Go over the data and copy out each line with "that" in it.

** GIVEN DATA follows **

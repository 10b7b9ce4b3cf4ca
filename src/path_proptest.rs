//! Property-based tests for path composition.
//!
//! These tests use proptest to generate random configuration values and
//! verify that destination paths never escape the docs root.

#[cfg(test)]
mod proptest_tests {
    use crate::path::{destination_dir, encode_workspace_prefix, resolve_docs_path};
    use proptest::prelude::*;
    use std::path::{Component, Path};

    // ============================================================================
    // destination_dir property tests
    // ============================================================================

    proptest! {
        /// Property: every destination starts with the docs root
        #[test]
        fn destination_is_under_docs_root(
            collection in ".*",
            subdir in proptest::option::of(".*"),
            title in ".*",
        ) {
            let root = Path::new("/srv/docs");
            let dest = destination_dir(root, &collection, subdir.as_deref(), &title);
            prop_assert!(dest.starts_with(root), "{} escaped the root", dest.display());
        }

        /// Property: composed destinations never contain `..` components
        #[test]
        fn destination_has_no_parent_components(
            collection in "[a-z./]{0,12}",
            subdir in proptest::option::of("[a-z./]{0,12}"),
            title in "[a-z./]{0,12}",
        ) {
            let dest = destination_dir(Path::new("docs"), &collection, subdir.as_deref(), &title);
            prop_assert!(!dest.components().any(|c| c == Component::ParentDir));
        }

        /// Property: simple names compose to exactly root/collection/title
        #[test]
        fn simple_names_compose_exactly(
            collection in "[a-zA-Z0-9_-]{1,16}",
            title in "[a-zA-Z0-9_-]{1,16}",
        ) {
            let dest = destination_dir(Path::new("docs"), &collection, None, &title);
            prop_assert_eq!(dest, Path::new("docs").join(&collection).join(&title));
        }

        /// Property: a simple target subdir sits between collection and title
        #[test]
        fn target_subdir_sits_between(
            collection in "[a-z]{1,8}",
            subdir in "[a-z]{1,8}",
            title in "[a-z]{1,8}",
        ) {
            let dest = destination_dir(Path::new("docs"), &collection, Some(&subdir), &title);
            prop_assert_eq!(dest, Path::new("docs").join(&collection).join(&subdir).join(&title));
        }

        /// Property: resolved docs paths stay inside the fetched root
        #[test]
        fn docs_path_stays_in_fetched_root(docs_path in ".*") {
            let root = Path::new("/tmp/ws-1234");
            prop_assert!(resolve_docs_path(root, &docs_path).starts_with(root));
        }

        /// Property: workspace prefixes never contain path separators
        #[test]
        fn workspace_prefix_has_no_separators(name in ".*") {
            let prefix = encode_workspace_prefix(&name);
            prop_assert!(!prefix.contains('/'));
            prop_assert!(!prefix.contains('\\'));
            prop_assert!(!prefix.is_empty());
        }
    }
}
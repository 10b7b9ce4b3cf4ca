//! Sync command implementation
//!
//! Loads the repositories configuration and runs the sync orchestrator:
//! every repository is fetched into its own temporary workspace, its docs
//! path is copied into the docs tree, and the workspace is removed.
//!
//! Individual repository failures are reported but do not change the exit
//! status unless `--strict` is given. A missing or malformed configuration
//! always fails the command.

use anyhow::Result;
use clap::Args;
use log::warn;
use std::path::PathBuf;
use std::time::Instant;

use docs_sync::config::{self, DEFAULT_CONFIG_FILE, DEFAULT_DOCS_DIR};
use docs_sync::fetch::{CommandFetcher, Fetcher, GitFetcher};
use docs_sync::output::{emoji, status_line, OutputConfig};
use docs_sync::sync::SyncOrchestrator;
use docs_sync::workspace::WorkspaceManager;

/// Arguments for the sync command
#[derive(Args, Debug)]
pub struct SyncArgs {
    /// Path to the repositories configuration file (JSON, YAML or TOML)
    #[arg(short, long, value_name = "FILE", env = "DOCS_SYNC_CONFIG", default_value = DEFAULT_CONFIG_FILE)]
    pub config: PathBuf,

    /// Root of the destination docs tree
    #[arg(short, long, value_name = "DIR", env = "DOCS_SYNC_ROOT", default_value = DEFAULT_DOCS_DIR)]
    pub docs_root: PathBuf,

    /// Directory to create temporary workspaces in (defaults to the system temp dir)
    #[arg(long, value_name = "DIR", env = "DOCS_SYNC_WORKSPACE")]
    pub workspace_root: Option<PathBuf>,

    /// Number of repositories to process at the same time
    #[arg(short, long, value_name = "N", default_value_t = 1)]
    pub jobs: usize,

    /// Program used to fetch a repository instead of `git clone --depth 1`.
    ///
    /// It is invoked as `<PROGRAM> [--fetch-arg ...] <URL> <DESTINATION>`.
    #[arg(long, value_name = "PROGRAM")]
    pub fetch_command: Option<String>,

    /// Extra leading argument for --fetch-command (repeatable)
    #[arg(
        long = "fetch-arg",
        value_name = "ARG",
        requires = "fetch_command",
        allow_hyphen_values = true
    )]
    pub fetch_args: Vec<String>,

    /// Exit with an error if any repository failed to sync
    #[arg(long)]
    pub strict: bool,

    /// Suppress the summary output
    #[arg(short, long)]
    pub quiet: bool,
}

impl SyncArgs {
    fn fetcher(&self) -> Box<dyn Fetcher> {
        match &self.fetch_command {
            Some(program) => {
                Box::new(CommandFetcher::new(program).with_args(self.fetch_args.iter().cloned()))
            }
            None => Box::new(GitFetcher),
        }
    }

    fn workspaces(&self) -> WorkspaceManager {
        match &self.workspace_root {
            Some(root) => WorkspaceManager::new(root),
            None => WorkspaceManager::system(),
        }
    }
}

/// Execute the sync command
pub fn execute(args: SyncArgs, color_flag: &str) -> Result<()> {
    let out = OutputConfig::from_env_and_flag(color_flag);
    let start_time = Instant::now();

    let repositories = config::from_file(&args.config)?;

    for (destination, titles) in repositories.duplicate_destinations(&args.docs_root) {
        warn!(
            "{} is targeted by {} entries ({}); the last one wins",
            destination.display(),
            titles.len(),
            titles.join(", ")
        );
    }

    if !args.quiet {
        println!(
            "{} Syncing {} repositories into {}",
            emoji(&out, "📚", "[SYNC]"),
            repositories.repo_count(),
            args.docs_root.display()
        );
    }

    let orchestrator = SyncOrchestrator::new(&args.docs_root, args.workspaces(), args.fetcher())
        .with_jobs(args.jobs);
    let report = orchestrator.run(&repositories);

    if !args.quiet {
        for outcome in report.outcomes() {
            println!("   {}", status_line(&out, &outcome.title, &outcome.status));
        }
        println!(
            "{} Done in {:.2}s: {} copied, {} skipped, {} failed",
            emoji(&out, "🏁", "[DONE]"),
            start_time.elapsed().as_secs_f64(),
            report.copied(),
            report.skipped(),
            report.failed()
        );
    }

    if args.strict && report.has_failures() {
        anyhow::bail!("{} repositories failed to sync", report.failed());
    }

    Ok(())
}
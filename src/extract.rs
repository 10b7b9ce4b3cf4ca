//! # Docs Extraction
//!
//! Copies the configured docs subdirectory of a fetched repository into its
//! destination in the docs tree.
//!
//! ## Process
//!
//! 1.  **Locate**: resolve the docs path against the fetched root. If it does
//!     not exist the repository simply does not publish docs there and the
//!     result is [`ExtractOutcome::Skipped`]; nothing is created.
//!
//! 2.  **Create Destination**: create the destination directory and any
//!     missing ancestors.
//!
//! 3.  **Copy**: walk the docs directory depth-first in pre-order, so every
//!     directory is created before anything is written into it. Files are
//!     copied byte for byte and overwrite whatever is at the destination.
//!     `.git` directories are not copied. Symbolic links are followed when
//!     they point at a file inside the fetched repository and skipped
//!     otherwise, so a repository cannot publish host files.
//!
//! Only content and directory structure are reproduced. Files already in
//! the destination that do not exist in the source are left alone.

use std::fs;
use std::path::Path;

use log::debug;
use walkdir::{DirEntry, WalkDir};

use crate::error::{Error, Result};
use crate::path::resolve_docs_path;

/// Result of extracting one repository's docs.
#[derive(Debug, Clone, Copy, PartialEq, Eq)]
pub enum ExtractOutcome {
    /// Docs were copied into the destination.
    Copied { files: usize, directories: usize },
    /// The docs path does not exist in the fetched repository.
    Skipped,
}

fn extract_error(path: &Path, action: &str, e: impl std::fmt::Display) -> Error {
    Error::Extract {
        path: path.to_path_buf(),
        message: format!("{}: {}", action, e),
    }
}

fn is_git_dir(entry: &DirEntry) -> bool {
    entry.file_type().is_dir() && entry.file_name() == ".git"
}

/// Extract `docs_path` from `fetched_root` into `destination`.
pub fn extract(fetched_root: &Path, docs_path: &str, destination: &Path) -> Result<ExtractOutcome> {
    let source = resolve_docs_path(fetched_root, docs_path);

    if !source.exists() {
        debug!("Docs path {} does not exist", source.display());
        return Ok(ExtractOutcome::Skipped);
    }
    if !source.is_dir() {
        return Err(Error::Extract {
            path: source,
            message: "docs path is not a directory".to_string(),
        });
    }

    let repo_root = fs::canonicalize(fetched_root)
        .map_err(|e| extract_error(fetched_root, "Failed to resolve repository root", e))?;
    if !is_within(&source, &repo_root) {
        return Err(Error::Extract {
            path: source,
            message: "docs path points outside the repository".to_string(),
        });
    }

    fs::create_dir_all(destination)
        .map_err(|e| extract_error(destination, "Failed to create directory", e))?;

    let mut files = 0;
    let mut directories = 0;

    let walker = WalkDir::new(&source)
        .min_depth(1)
        .into_iter()
        .filter_entry(|entry| !is_git_dir(entry));

    for entry in walker {
        let entry = entry.map_err(|e| {
            let path = e.path().map(Path::to_path_buf).unwrap_or_else(|| source.clone());
            extract_error(&path, "Failed to read", e)
        })?;

        let relative = entry
            .path()
            .strip_prefix(&source)
            .map_err(|e| extract_error(entry.path(), "Unexpected path outside docs", e))?;
        let target = destination.join(relative);

        if entry.file_type().is_dir() {
            fs::create_dir_all(&target)
                .map_err(|e| extract_error(&target, "Failed to create directory", e))?;
            directories += 1;
        } else if entry.file_type().is_file() || resolves_to_file(entry.path(), &repo_root) {
            copy_file(entry.path(), &target)?;
            files += 1;
        } else {
            debug!("Skipping {}", entry.path().display());
        }
    }

    Ok(ExtractOutcome::Copied { files, directories })
}

/// True when `path` canonicalizes to somewhere under `root`.
fn is_within(path: &Path, root: &Path) -> bool {
    fs::canonicalize(path)
        .map(|resolved| resolved.starts_with(root))
        .unwrap_or(false)
}

/// Symlinks count as files only when their target is a file in the repository.
fn resolves_to_file(path: &Path, repo_root: &Path) -> bool {
    is_within(path, repo_root) && fs::metadata(path).map(|m| m.is_file()).unwrap_or(false)
}

fn copy_file(source: &Path, target: &Path) -> Result<()> {
    // fs::copy carries permissions over, so a previous run may have left a
    // read-only copy that cannot be opened for writing.
    if let Ok(metadata) = fs::symlink_metadata(target) {
        if metadata.is_file() && metadata.permissions().readonly() {
            fs::remove_file(target)
                .map_err(|e| extract_error(target, "Failed to replace read-only file", e))?;
        }
    }

    fs::copy(source, target)
        .map(|_| ())
        .map_err(|e| extract_error(target, &format!("Failed to copy '{}'", source.display()), e))
}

** End of GIVEN DATA **

- EXERCISE ANSWER
//! verify that destination paths never escape the docs root.
//! the destination that do not exist in the source are left alone.
    // read-only copy that cannot be opened for writing.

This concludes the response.